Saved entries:
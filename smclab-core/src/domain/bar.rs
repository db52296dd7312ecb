//! Bar and BarSeries: the fundamental market data units.

use chrono::{DateTime, Utc};
use serde::{Deserialize, Serialize};
use thiserror::Error;

/// OHLCV bar for one time step of one timeframe.
///
/// Timestamps are UTC and mark the bar's open.
#[derive(Debug, Clone, Copy, PartialEq, Serialize, Deserialize)]
pub struct Bar {
    pub time: DateTime<Utc>,
    pub open: f64,
    pub high: f64,
    pub low: f64,
    pub close: f64,
    #[serde(default)]
    pub volume: f64,
}

impl Bar {
    /// Returns true if any OHLC field is NaN or infinite.
    pub fn is_void(&self) -> bool {
        !(self.open.is_finite()
            && self.high.is_finite()
            && self.low.is_finite()
            && self.close.is_finite())
    }

    /// Basic OHLC sanity check: the high/low envelope contains open and close.
    pub fn is_sane(&self) -> bool {
        if self.is_void() {
            return false;
        }
        self.high >= self.low
            && self.high >= self.open
            && self.high >= self.close
            && self.low <= self.open
            && self.low <= self.close
    }

    /// Close above open.
    pub fn is_bullish(&self) -> bool {
        self.close > self.open
    }

    /// Close below open.
    pub fn is_bearish(&self) -> bool {
        self.close < self.open
    }

    /// Copy of this bar carrying a different timestamp (used by frame alignment).
    pub fn restamped(&self, time: DateTime<Utc>) -> Self {
        Self { time, ..*self }
    }
}

/// Errors raised while building a [`BarSeries`].
#[derive(Debug, Clone, PartialEq, Error)]
pub enum BarError {
    #[error("bar {index} at {time} does not come strictly after the previous bar")]
    NonIncreasingTime { index: usize, time: DateTime<Utc> },
    #[error("bar {index} at {time} has an invalid OHLC envelope")]
    InsaneBar { index: usize, time: DateTime<Utc> },
}

/// Ordered, immutable sequence of bars with strictly increasing timestamps.
///
/// Every downstream component reads bars through this type (or a slice of it),
/// so the ordering invariant is checked once, here.
#[derive(Debug, Clone, Default, PartialEq, Serialize)]
pub struct BarSeries {
    bars: Vec<Bar>,
}

impl BarSeries {
    /// Validate ordering and OHLC sanity, then wrap the bars.
    pub fn new(bars: Vec<Bar>) -> Result<Self, BarError> {
        for (index, bar) in bars.iter().enumerate() {
            if !bar.is_sane() {
                return Err(BarError::InsaneBar {
                    index,
                    time: bar.time,
                });
            }
            if index > 0 && bar.time <= bars[index - 1].time {
                return Err(BarError::NonIncreasingTime {
                    index,
                    time: bar.time,
                });
            }
        }
        Ok(Self { bars })
    }

    pub fn empty() -> Self {
        Self::default()
    }

    pub fn len(&self) -> usize {
        self.bars.len()
    }

    pub fn is_empty(&self) -> bool {
        self.bars.is_empty()
    }

    pub fn as_slice(&self) -> &[Bar] {
        &self.bars
    }

    pub fn get(&self, index: usize) -> Option<&Bar> {
        self.bars.get(index)
    }

    pub fn first(&self) -> Option<&Bar> {
        self.bars.first()
    }

    pub fn last(&self) -> Option<&Bar> {
        self.bars.last()
    }

    pub fn iter(&self) -> std::slice::Iter<'_, Bar> {
        self.bars.iter()
    }

    /// The first `len` bars as a new series (clamped to the series length).
    pub fn prefix(&self, len: usize) -> Self {
        let end = len.min(self.bars.len());
        Self {
            bars: self.bars[..end].to_vec(),
        }
    }

    /// Bars strictly after `index`.
    pub fn tail_after(&self, index: usize) -> &[Bar] {
        if index + 1 >= self.bars.len() {
            &[]
        } else {
            &self.bars[index + 1..]
        }
    }

    /// Index of the bar stamped exactly `time`, if any.
    pub fn position_of(&self, time: DateTime<Utc>) -> Option<usize> {
        self.bars.binary_search_by(|b| b.time.cmp(&time)).ok()
    }

    pub fn into_inner(self) -> Vec<Bar> {
        self.bars
    }
}

impl<'de> Deserialize<'de> for BarSeries {
    fn deserialize<D>(deserializer: D) -> Result<Self, D::Error>
    where
        D: serde::Deserializer<'de>,
    {
        let bars = Vec::<Bar>::deserialize(deserializer)?;
        BarSeries::new(bars).map_err(serde::de::Error::custom)
    }
}

impl<'a> IntoIterator for &'a BarSeries {
    type Item = &'a Bar;
    type IntoIter = std::slice::Iter<'a, Bar>;

    fn into_iter(self) -> Self::IntoIter {
        self.bars.iter()
    }
}

impl AsRef<[Bar]> for BarSeries {
    fn as_ref(&self) -> &[Bar] {
        &self.bars
    }
}

#[cfg(test)]
mod tests {
    use super::*;
    use chrono::TimeZone;

    fn bar_at(hour: u32, open: f64, close: f64) -> Bar {
        Bar {
            time: Utc.with_ymd_and_hms(2024, 1, 2, hour, 0, 0).unwrap(),
            open,
            high: open.max(close) + 1.0,
            low: open.min(close) - 1.0,
            close,
            volume: 0.0,
        }
    }

    #[test]
    fn bar_is_sane() {
        assert!(bar_at(0, 100.0, 103.0).is_sane());
    }

    #[test]
    fn bar_detects_void() {
        let mut bar = bar_at(0, 100.0, 103.0);
        bar.open = f64::NAN;
        assert!(bar.is_void());
        assert!(!bar.is_sane());
    }

    #[test]
    fn bar_detects_insane_high_low() {
        let mut bar = bar_at(0, 100.0, 103.0);
        bar.high = 97.0;
        assert!(!bar.is_sane());
    }

    #[test]
    fn body_direction() {
        assert!(bar_at(0, 1.0, 2.0).is_bullish());
        assert!(bar_at(0, 2.0, 1.0).is_bearish());
        let doji = bar_at(0, 1.0, 1.0);
        assert!(!doji.is_bullish() && !doji.is_bearish());
    }

    #[test]
    fn series_rejects_duplicate_timestamps() {
        let err = BarSeries::new(vec![bar_at(1, 1.0, 2.0), bar_at(1, 2.0, 3.0)]).unwrap_err();
        assert!(matches!(err, BarError::NonIncreasingTime { index: 1, .. }));
    }

    #[test]
    fn series_rejects_out_of_order() {
        let err = BarSeries::new(vec![bar_at(2, 1.0, 2.0), bar_at(1, 2.0, 3.0)]).unwrap_err();
        assert!(matches!(err, BarError::NonIncreasingTime { .. }));
    }

    #[test]
    fn series_rejects_insane_bar() {
        let mut bad = bar_at(1, 1.0, 2.0);
        bad.low = 5.0;
        let err = BarSeries::new(vec![bad]).unwrap_err();
        assert!(matches!(err, BarError::InsaneBar { index: 0, .. }));
    }

    #[test]
    fn prefix_and_tail() {
        let series =
            BarSeries::new(vec![bar_at(0, 1.0, 2.0), bar_at(1, 2.0, 3.0), bar_at(2, 3.0, 4.0)])
                .unwrap();
        assert_eq!(series.prefix(2).len(), 2);
        assert_eq!(series.prefix(10).len(), 3);
        assert_eq!(series.tail_after(0).len(), 2);
        assert!(series.tail_after(2).is_empty());
        assert_eq!(series.position_of(series.as_slice()[1].time), Some(1));
    }

    #[test]
    fn series_deserialization_validates() {
        let bars = vec![bar_at(2, 1.0, 2.0), bar_at(1, 2.0, 3.0)];
        let json = serde_json::to_string(&bars).unwrap();
        assert!(serde_json::from_str::<BarSeries>(&json).is_err());
    }
}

### Required work:
Where in the records above does the word "Debug" appear? Copy each line that holds it.

### Answer for the task:
#[derive(Debug, Clone, Copy, PartialEq, Serialize, Deserialize)]
#[derive(Debug, Clone, PartialEq, Error)]
#[derive(Debug, Clone, Default, PartialEq, Serialize)]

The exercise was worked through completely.